Due cubani inviati dagli Stati Uniti alla Repubblica Centrafricana hanno assicurato di essere stati deportati senza precedenti penali e hanno denunciato le circostanze in cui, secondo la loro versione, sono stati trasferiti nel paese africano.
Il testimonio appare questa domenica in un video pubblicato su Facebook, nel quale Arístides Fernández García, cubano che si identifica come portatore di una I-220A, conversa con un altro connazionale sulle circostanze in cui entrambi affermano di essere stati inviati nella Repubblica Centrafricana.
«Sono il cubano con I-220A che hanno portato in Africa senza precedenti e senza alcun ordine di espulsione», ha dichiarato Fernández. Questa è la versione fornita dallo stesso migrante riguardo alla sua situazione migratoria al momento di essere inviato nel continente africano.
Nel video appare insieme a un altro cubano, che si è identificato solo come Henry e ha anche assicurato che non aveva precedenti penali quando è stato trasferito nella Repubblica Centrafricana.
Henry ha riferito che la sua partenza dagli Stati Uniti è avvenuta con la forza e ha affermato –secondo la sua versione– che durante il procedimento, è stato vittima di atti di violenza.
«Ci hanno colpiti, ci hanno sparato con proiettili di gomma… ci hanno portati qui ingannati», ha dichiarato.
Il cubano ha anche descritto le difficoltà che, a suo dire, ha affrontato da quando è arrivato, tra cui la mancanza di telefono e le limitazioni per comunicarsi con la sua famiglia.
«Ci hanno messo su un autobus e ci hanno portato a un aeroporto privato, e da lì ci hanno portati via con la forza», ha affermato.
Durante la sua intervento ha detto che erano trascorsi «13 o 14 giorni» prima di poter comunicare con i suoi familiari. Tuttavia, pochi momenti dopo Fernández ha affermato che Henry era in Repubblica Centrafricana da circa una settimana, quindi il tempo esatto trascorso non risulta chiaro dal video stesso.
Fernández ha spiegato che gli è stato prestato un telefono per poter comunicare con la sua famiglia e ha assicurato che il neoprientato si trovava ancora molto colpito da quanto accaduto.
«Già vi abbiamo detto che vi avremmo supportato perché siamo qui da soli, ma non vogliamo che ci sia altra gente qui in questo paese», ha espresso mostrando preoccupazione per il destino di altri cubani che potrebbero essere deportati anche loro.

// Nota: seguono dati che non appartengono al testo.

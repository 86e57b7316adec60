use chrono::{DateTime, Utc};
use serde::{Deserialize, Serialize};

pub mod presets;
pub mod substrate;

pub use presets::{tank_preset, TankPreset, TANK_PRESETS};
pub use substrate::{
    substrate_type, substrate_variant, variant_color, SubstrateType, SubstrateVariant,
    DEFAULT_SUBSTRATE_COLOR, SUBSTRATE_TYPES,
};

/// Unique identifier of a placed element
pub type ElementId = String;

/// Tag shared by every element produced by one generator run
pub type GroupId = String;

/// Identifier of an elevation control point
pub type PointId = String;

/// Rejected tank dimensions
#[derive(Debug, Clone, PartialEq, thiserror::Error)]
pub enum DimensionError {
    #[error("tank {field} must be a positive finite number, got {value}")]
    NotPositive { field: &'static str, value: f64 },
}

/// Physical tank size in centimeters
#[derive(Debug, Clone, Copy, PartialEq, Serialize, Deserialize)]
pub struct TankDimensions {
    pub width: f64,
    pub height: f64,
    pub depth: f64,
}

impl Default for TankDimensions {
    fn default() -> Self {
        Self {
            width: 60.0,
            height: 36.0,
            depth: 30.0,
        }
    }
}

impl TankDimensions {
    /// Validated constructor; every side must be > 0.
    pub fn new(width: f64, height: f64, depth: f64) -> Result<Self, DimensionError> {
        let dims = Self {
            width,
            height,
            depth,
        };
        dims.validate()?;
        Ok(dims)
    }

    pub fn validate(&self) -> Result<(), DimensionError> {
        for (field, value) in [
            ("width", self.width),
            ("height", self.height),
            ("depth", self.depth),
        ] {
            if !(value.is_finite() && value > 0.0) {
                return Err(DimensionError::NotPositive { field, value });
            }
        }
        Ok(())
    }

    /// Water volume in liters (1 liter = 1000 cm³)
    pub fn volume_liters(&self) -> f64 {
        self.width * self.height * self.depth / 1000.0
    }
}

/// Palette category of an asset
#[derive(Debug, Clone, Copy, PartialEq, Eq, Hash, Default, Serialize, Deserialize)]
#[serde(rename_all = "lowercase")]
pub enum AssetCategory {
    #[default]
    Substrate,
    Hardscape,
    Plants,
    Fish,
}

impl AssetCategory {
    pub fn as_str(&self) -> &'static str {
        match self {
            AssetCategory::Substrate => "substrate",
            AssetCategory::Hardscape => "hardscape",
            AssetCategory::Plants => "plants",
            AssetCategory::Fish => "fish",
        }
    }

    pub fn all() -> &'static [AssetCategory] {
        &[
            AssetCategory::Substrate,
            AssetCategory::Hardscape,
            AssetCategory::Plants,
            AssetCategory::Fish,
        ]
    }
}

/// Front-to-back placement layer
#[derive(Debug, Clone, Copy, PartialEq, Eq, Default, Serialize, Deserialize)]
#[serde(rename_all = "lowercase")]
pub enum DepthLayer {
    Front,
    #[default]
    Middle,
    Back,
}

/// An asset from the catalog, carried by a drag/drop gesture
#[derive(Debug, Clone, PartialEq, Serialize, Deserialize)]
#[serde(rename_all = "camelCase")]
pub struct Asset {
    pub id: String,
    pub category: AssetCategory,
    #[serde(rename = "type")]
    pub kind: String,
    pub name: String,
    #[serde(default)]
    pub description: String,
    pub src: String,
    #[serde(default, skip_serializing_if = "Option::is_none")]
    pub default_width: Option<f64>,
    #[serde(default, skip_serializing_if = "Option::is_none")]
    pub default_height: Option<f64>,
    /// Ground-cover plant that can be laid out as a carpet
    #[serde(default)]
    pub is_carpeting: bool,
}

impl Asset {
    /// Nominal footprint, 100x100 when the catalog gives none
    pub fn nominal_size(&self) -> (f64, f64) {
        (
            self.default_width.unwrap_or(100.0),
            self.default_height.unwrap_or(100.0),
        )
    }
}

/// A placed asset instance, positioned in pixel space
#[derive(Debug, Clone, PartialEq, Serialize, Deserialize)]
#[serde(rename_all = "camelCase")]
pub struct CanvasElement {
    pub id: ElementId,
    #[serde(rename = "type")]
    pub kind: AssetCategory,
    pub name: String,
    pub src: String,
    pub x: f64,
    pub y: f64,
    pub width: f64,
    pub height: f64,
    /// Degrees, any real value
    #[serde(default)]
    pub rotation: f64,
    #[serde(default)]
    pub depth: DepthLayer,
    #[serde(
        default,
        alias = "carpetGroupId",
        skip_serializing_if = "Option::is_none"
    )]
    pub group_id: Option<GroupId>,
}

impl CanvasElement {
    /// Rotation folded into `[0, 360)`
    pub fn normalized_rotation(&self) -> f64 {
        self.rotation.rem_euclid(360.0)
    }

    /// Merge a partial update into this element. Values are taken as given.
    pub fn apply(&mut self, patch: &ElementPatch) {
        if let Some(kind) = patch.kind {
            self.kind = kind;
        }
        if let Some(name) = &patch.name {
            self.name = name.clone();
        }
        if let Some(src) = &patch.src {
            self.src = src.clone();
        }
        if let Some(x) = patch.x {
            self.x = x;
        }
        if let Some(y) = patch.y {
            self.y = y;
        }
        if let Some(width) = patch.width {
            self.width = width;
        }
        if let Some(height) = patch.height {
            self.height = height;
        }
        if let Some(rotation) = patch.rotation {
            self.rotation = rotation;
        }
        if let Some(depth) = patch.depth {
            self.depth = depth;
        }
        if let Some(group_id) = &patch.group_id {
            self.group_id = group_id.clone();
        }
    }
}

/// Partial element properties; `None` fields are left untouched.
#[derive(Debug, Clone, Default, PartialEq, Serialize, Deserialize)]
#[serde(rename_all = "camelCase")]
pub struct ElementPatch {
    #[serde(default, rename = "type", skip_serializing_if = "Option::is_none")]
    pub kind: Option<AssetCategory>,
    #[serde(default, skip_serializing_if = "Option::is_none")]
    pub name: Option<String>,
    #[serde(default, skip_serializing_if = "Option::is_none")]
    pub src: Option<String>,
    #[serde(default, skip_serializing_if = "Option::is_none")]
    pub x: Option<f64>,
    #[serde(default, skip_serializing_if = "Option::is_none")]
    pub y: Option<f64>,
    #[serde(default, skip_serializing_if = "Option::is_none")]
    pub width: Option<f64>,
    #[serde(default, skip_serializing_if = "Option::is_none")]
    pub height: Option<f64>,
    #[serde(default, skip_serializing_if = "Option::is_none")]
    pub rotation: Option<f64>,
    #[serde(default, skip_serializing_if = "Option::is_none")]
    pub depth: Option<DepthLayer>,
    /// `Some(None)` detaches the element from its group
    #[serde(default, skip_serializing_if = "Option::is_none")]
    pub group_id: Option<Option<GroupId>>,
}

impl ElementPatch {
    pub fn position(x: f64, y: f64) -> Self {
        Self {
            x: Some(x),
            y: Some(y),
            ..Default::default()
        }
    }

    pub fn rotation(rotation: f64) -> Self {
        Self {
            rotation: Some(rotation),
            ..Default::default()
        }
    }

    pub fn is_empty(&self) -> bool {
        *self == Self::default()
    }
}

/// Control point of the substrate elevation profile, both axes in percent
#[derive(Debug, Clone, PartialEq, Serialize, Deserialize)]
pub struct ElevationPoint {
    pub id: PointId,
    pub x: f64,
    pub y: f64,
}

impl ElevationPoint {
    pub fn new(id: impl Into<PointId>, x: f64, y: f64) -> Self {
        Self { id: id.into(), x, y }
    }
}

/// Substrate configuration of the tank
#[derive(Debug, Clone, PartialEq, Serialize, Deserialize)]
#[serde(rename_all = "camelCase")]
pub struct SubstrateSettings {
    pub type_id: String,
    pub variant_id: String,
    pub elevation_points: Vec<ElevationPoint>,
    /// Percentage of tank height, 0 - 100
    pub base_height: f64,
}

impl Default for SubstrateSettings {
    fn default() -> Self {
        Self {
            type_id: "sand".to_string(),
            variant_id: "sand-light".to_string(),
            elevation_points: vec![
                ElevationPoint::new("point-1", 0.0, 0.0),
                ElevationPoint::new("point-2", 25.0, 10.0),
                ElevationPoint::new("point-3", 50.0, 15.0),
                ElevationPoint::new("point-4", 75.0, 10.0),
                ElevationPoint::new("point-5", 100.0, 0.0),
            ],
            base_height: 30.0,
        }
    }
}

impl SubstrateSettings {
    /// Display color of the selected variant
    pub fn color(&self) -> &'static str {
        variant_color(&self.type_id, &self.variant_id)
    }
}

/// Persisted design, as exchanged with the design service
#[derive(Debug, Clone, PartialEq, Serialize, Deserialize)]
#[serde(rename_all = "camelCase")]
pub struct Design {
    #[serde(default, skip_serializing_if = "Option::is_none")]
    pub id: Option<i64>,
    pub name: String,
    pub width: f64,
    pub height: f64,
    pub depth: f64,
    pub elements: Vec<CanvasElement>,
    pub created_at: DateTime<Utc>,
    pub updated_at: DateTime<Utc>,
}

impl Design {
    pub fn tank_dimensions(&self) -> TankDimensions {
        TankDimensions {
            width: self.width,
            height: self.height,
            depth: self.depth,
        }
    }
}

Il cubano ha richiesto inoltre che le immagini fossero condivise per dare visibilità alla situazione dei migranti trasferiti in paesi terzi.
«Se non alziamo le nostre voci, continueranno ad abusare [...] Signori, condividete questi video, continueremo a fare rumore. Altrimenti, continueranno a portare persone. Questa è un'ingiustizia», ha affermato.
Fernández, di 37 anni, aveva già denunciato in precedenza le condizioni in cui fu inviato dagli Stati Uniti nella Repubblica Centrafricana.
Secondo la sua testimonianza, aveva un permesso di lavoro valido fino al 2030 e aspettava una decisione sulla sua richiesta di asilo quando è stato arrestato dopo essere comparso davanti a un tribunale per l'immigrazione a Miami.
Il cubano ha sostenuto in ripetute occasioni di non avere precedenti penali negli Stati Uniti.
Non è l'unico cubano che ha denunciato pubblicamente la sua situazione da Bangui.
Días fa, Fernández e Yasmany Moreno hanno informato che i loro casi erano stati nuovamente esaminati dai giudici e che, secondo i loro avvocati, c'erano segnali incoraggianti riguardo ai loro processi.
Entrambi hanno utilizzato i social media per chiedere che vengano esaminati i loro processi e per evitare che altri migranti vengano inviati in circostanze simili nella Repubblica Centrafricana.